• _TASK ITEM_
Find the line with "drops its signal" in the entries below. Repeat it, every following line, and the line with "let thread = thread::Builder::new()", exactly and with nothing added.

Saved data entries
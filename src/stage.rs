//! Pipeline stage identifiers and their degrade policy.
//!
//! The generation pipeline is a fixed four-step sequence. Transitions are
//! strictly sequential; [`PipelineStage::ImagePromptGeneration`] is skipped
//! when the request did not ask for an image.

/// One step in the chained generation pipeline.
#[derive(Debug, Clone, Copy, PartialEq, Eq, Hash)]
pub enum PipelineStage {
    /// Produce the initial slide content from the user prompt.
    ContentGeneration,
    /// Re-evaluate the layout choice against the generated content.
    LayoutRefinement,
    /// Produce a text-to-image prompt for the slide (only when requested).
    ImagePromptGeneration,
    /// Final polish pass over the whole spec.
    FinalRefinement,
}

impl PipelineStage {
    /// Stable stage name for events and error context.
    pub fn name(&self) -> &'static str {
        match self {
            PipelineStage::ContentGeneration => "content-generation",
            PipelineStage::LayoutRefinement => "layout-refinement",
            PipelineStage::ImagePromptGeneration => "image-prompt-generation",
            PipelineStage::FinalRefinement => "final-refinement",
        }
    }

    /// Whether this stage has an offline degrade path when all model
    /// attempts are exhausted. Final refinement has none and propagates a
    /// terminal error instead.
    pub fn has_degrade_path(&self) -> bool {
        !matches!(self, PipelineStage::FinalRefinement)
    }

    /// The full stage sequence for a single-slide run, in order.
    pub fn sequence(with_image: bool) -> Vec<PipelineStage> {
        let mut stages = vec![
            PipelineStage::ContentGeneration,
            PipelineStage::LayoutRefinement,
        ];
        if with_image {
            stages.push(PipelineStage::ImagePromptGeneration);
        }
        stages.push(PipelineStage::FinalRefinement);
        stages
    }
}

impl std::fmt::Display for PipelineStage {
    fn fmt(&self, f: &mut std::fmt::Formatter<'_>) -> std::fmt::Result {
        f.write_str(self.name())
    }
}

#[cfg(test)]
mod tests {
    use super::*;

    #[test]
    fn sequence_with_image() {
        let stages = PipelineStage::sequence(true);
        assert_eq!(
            stages,
            vec![
                PipelineStage::ContentGeneration,
                PipelineStage::LayoutRefinement,
                PipelineStage::ImagePromptGeneration,
                PipelineStage::FinalRefinement,
            ]
        );
    }

    #[test]
    fn sequence_without_image_skips_image_stage() {
        let stages = PipelineStage::sequence(false);
        assert_eq!(stages.len(), 3);
        assert!(!stages.contains(&PipelineStage::ImagePromptGeneration));
    }

    #[test]
    fn only_final_refinement_lacks_degrade_path() {
        assert!(PipelineStage::ContentGeneration.has_degrade_path());
        assert!(PipelineStage::LayoutRefinement.has_degrade_path());
        assert!(PipelineStage::ImagePromptGeneration.has_degrade_path());
        assert!(!PipelineStage::FinalRefinement.has_degrade_path());
    }
}
use std::{
    io,
    thread::{self, JoinHandle},
};

use log::{debug, error, info};
use tokio::sync::oneshot;

use crate::http::server::{ShutdownHandle, ShutdownReason};

/// Background thread that turns SIGINT/SIGTERM into a shutdown request.
///
/// Dropping the watcher stops the thread and drops its signal
/// listeners, so a server that exits for any reason leaves no
/// subscriptions behind. The process-wide handlers tokio installs on
/// first use stay in place though: after the watcher is gone, SIGINT and
/// SIGTERM are ignored instead of terminating the process.
pub(crate) struct SignalWatcher {
    stop: Option<oneshot::Sender<()>>,
    thread: Option<JoinHandle<()>>,
}

impl SignalWatcher {
    pub fn spawn(shutdown: ShutdownHandle) -> io::Result<Self> {
        let runtime = tokio::runtime::Builder::new_current_thread()
            .enable_all()
            .build()?;

        // listeners are registered before returning, so no signal is lost
        // between spawning and the first poll
        let signals = {
            let _ctx = runtime.enter();
            Signals::register()?
        };

        let (stop, stopped) = oneshot::channel();
        let thread = thread::Builder::new()
            .name("signal-watcher".to_string())
            .spawn(move || {
                runtime.block_on(async move {
                    tokio::select! {
                        name = signals.recv() => {
                            info!("received {name}");
                            shutdown.send(ShutdownReason::Signal(name));
                        }
                        _ = stopped => debug!("signal watcher stopped"),
                    }
                })
            })?;

        Ok(Self {
            stop: Some(stop),
            thread: Some(thread),
        })
    }
}

impl Drop for SignalWatcher {
    fn drop(&mut self) {
        if let Some(stop) = self.stop.take() {
            // the thread is already gone if a signal arrived
            let _ = stop.send(());
        }
        if let Some(thread) = self.thread.take() {
            if thread.join().is_err() {
                error!("signal watcher thread panicked");
            }
        }
    }
}

#[cfg(unix)]
struct Signals {
    interrupt: tokio::signal::unix::Signal,
    terminate: tokio::signal::unix::Signal,
}

#[cfg(unix)]
impl Signals {
    fn register() -> io::Result<Self> {
        use tokio::signal::unix::{SignalKind, signal};

        Ok(Self {
            interrupt: signal(SignalKind::interrupt())?,
            terminate: signal(SignalKind::terminate())?,
        })
    }

    async fn recv(mut self) -> &'static str {
        tokio::select! {
            _ = self.interrupt.recv() => "SIGINT",
            _ = self.terminate.recv() => "SIGTERM",
        }
    }
}

#[cfg(not(unix))]
struct Signals;

#[cfg(not(unix))]
impl Signals {
    fn register() -> io::Result<Self> {
        Ok(Self)
    }

    async fn recv(self) -> &'static str {
        match tokio::signal::ctrl_c().await {
            Ok(()) => "Ctrl-C",
            Err(e) => {
                error!("failed to listen for Ctrl-C: {e}");
                std::future::pending().await
            }
        }
    }
}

• _SOLUTION TO THIS TASK_
/// Dropping the watcher stops the thread and drops its signal
/// listeners, so a server that exits for any reason leaves no
/// subscriptions behind. The process-wide handlers tokio installs on
/// first use stay in place though: after the watcher is gone, SIGINT and
/// SIGTERM are ignored instead of terminating the process.
pub(crate) struct SignalWatcher {
    stop: Option<oneshot::Sender<()>>,
    thread: Option<JoinHandle<()>>,
}

impl SignalWatcher {
    pub fn spawn(shutdown: ShutdownHandle) -> io::Result<Self> {
        let runtime = tokio::runtime::Builder::new_current_thread()
            .enable_all()
            .build()?;

        // listeners are registered before returning, so no signal is lost
        // between spawning and the first poll
        let signals = {
            let _ctx = runtime.enter();
            Signals::register()?
        };

        let (stop, stopped) = oneshot::channel();
        let thread = thread::Builder::new()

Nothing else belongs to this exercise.